EXERCISE
Your answer must be an exact transcription of every entry.

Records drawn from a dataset
- Opening Delimiter -

//! CRC-8 frame checksum.
//!
//! Polynomial 0x07, initial value 0, no reflection, no final XOR.  This is the
//! catalogued CRC-8/SMBUS algorithm, so the table-driven implementation from
//! the `crc` crate produces exactly the same value as the byte-by-byte
//! shift-and-XOR loop the bridge firmware historically used.

use crc::{Crc, CRC_8_SMBUS};

const CRC8: Crc<u8> = Crc::<u8>::new(&CRC_8_SMBUS);

/// Computes the CRC-8 checksum of `data`.
#[inline]
#[must_use]
pub fn crc8(data: &[u8]) -> u8 {
    CRC8.checksum(data)
}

- Closing Delimiter -

TASK OUTPUT
//! CRC-8 frame checksum.
//!
//! Polynomial 0x07, initial value 0, no reflection, no final XOR.  This is the
//! catalogued CRC-8/SMBUS algorithm, so the table-driven implementation from
//! the `crc` crate produces exactly the same value as the byte-by-byte
//! shift-and-XOR loop the bridge firmware historically used.

use crc::{Crc, CRC_8_SMBUS};

const CRC8: Crc<u8> = Crc::<u8>::new(&CRC_8_SMBUS);

/// Computes the CRC-8 checksum of `data`.
#[inline]
#[must_use]
pub fn crc8(data: &[u8]) -> u8 {
    CRC8.checksum(data)
}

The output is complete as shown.